[Stored data]
//! Structured events emitted for the external observability pipeline.
//!
//! The core only emits; it never persists or replays events.

use std::sync::Mutex;

use chrono::{DateTime, Utc};
use serde::{Deserialize, Serialize};

use crate::emergency::ResponseType;
use crate::load_balancer::BalancingAlgorithm;
use crate::models::PriorityTier;
use crate::navigation::FlightMode;

#[derive(Debug, Clone, PartialEq, Serialize, Deserialize)]
#[serde(tag = "type", rename_all = "SCREAMING_SNAKE_CASE")]
pub enum FleetEvent {
    RouteCalculated {
        agent_id: String,
        route_hash: u64,
        distance_m: f64,
        estimated_time_ms: u64,
        optimization_score: f64,
    },
    ObstacleAvoided {
        agent_id: String,
        route_hash: u64,
        obstacle_id: String,
        threat_level: u8,
        action: String,
        flight_mode: FlightMode,
    },
    AirspaceReserved {
        slot_id: u64,
        agent_id: String,
        route_hash: u64,
        start: DateTime<Utc>,
        end: DateTime<Utc>,
        floor_m: f64,
        ceiling_m: f64,
        priority: PriorityTier,
        /// True when the slot was booked into a fallback window
        rescheduled: bool,
    },
    AirspaceSuperseded {
        slot_id: u64,
        agent_id: String,
        superseded_by: u64,
        rebooked_as: Option<u64>,
    },
    EmergencyDispatched {
        response_id: String,
        emergency_id: String,
        responders: Vec<String>,
        response_type: ResponseType,
        estimated_success_rate: u8,
    },
    EmergencyResolved {
        response_id: String,
        emergency_id: String,
        success: bool,
        success_rate: u8,
        actual_response_time_ms: u64,
    },
    WorkloadRebalanced {
        algorithm: BalancingAlgorithm,
        assigned_orders: usize,
        pending_orders: usize,
        efficiency_score: f64,
    },
}

impl FleetEvent {
    pub fn name(&self) -> &'static str {
        match self {
            FleetEvent::RouteCalculated { .. } => "route_calculated",
            FleetEvent::ObstacleAvoided { .. } => "obstacle_avoided",
            FleetEvent::AirspaceReserved { .. } => "airspace_reserved",
            FleetEvent::AirspaceSuperseded { .. } => "airspace_superseded",
            FleetEvent::EmergencyDispatched { .. } => "emergency_dispatched",
            FleetEvent::EmergencyResolved { .. } => "emergency_resolved",
            FleetEvent::WorkloadRebalanced { .. } => "workload_rebalanced",
        }
    }
}

/// Destination for emitted events.
pub trait EventSink: Send + Sync {
    fn emit(&self, event: FleetEvent);
}

/// Drops every event.
#[derive(Debug, Default, Clone, Copy)]
pub struct NoopSink;

impl EventSink for NoopSink {
    fn emit(&self, _event: FleetEvent) {}
}

/// Keeps events in memory, for tests and offline runs.
#[derive(Debug, Default)]
pub struct RecordingSink {
    events: Mutex<Vec<FleetEvent>>,
}

impl RecordingSink {
    pub fn new() -> Self {
        Self::default()
    }

    pub fn events(&self) -> Vec<FleetEvent> {
        self.events
            .lock()
            .unwrap_or_else(|poisoned| poisoned.into_inner())
            .clone()
    }

    pub fn count(&self, name: &str) -> usize {
        self.events
            .lock()
            .unwrap_or_else(|poisoned| poisoned.into_inner())
            .iter()
            .filter(|event| event.name() == name)
            .count()
    }
}

impl EventSink for RecordingSink {
    fn emit(&self, event: FleetEvent) {
        self.events
            .lock()
            .unwrap_or_else(|poisoned| poisoned.into_inner())
            .push(event);
    }
}

#[cfg(test)]
mod tests {
    use super::*;

    #[test]
    fn events_serialize_with_type_tag() {
        let event = FleetEvent::EmergencyResolved {
            response_id: "resp-1".into(),
            emergency_id: "em-1".into(),
            success: true,
            success_rate: 100,
            actual_response_time_ms: 42_000,
        };
        let json = serde_json::to_value(&event).unwrap();
        assert_eq!(json["type"], "EMERGENCY_RESOLVED");
        assert_eq!(json["success_rate"], 100);
    }

    #[test]
    fn recording_sink_counts_by_name() {
        let sink = RecordingSink::new();
        sink.emit(FleetEvent::WorkloadRebalanced {
            algorithm: BalancingAlgorithm::RoundRobin,
            assigned_orders: 3,
            pending_orders: 0,
            efficiency_score: 100.0,
        });
        assert_eq!(sink.count("workload_rebalanced"), 1);
        assert_eq!(sink.count("route_calculated"), 0);
    }
}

### What you have to do
Where a line in the records above holds the string "impl", it counts toward the total; give that total alone.

### Answer to the problem
4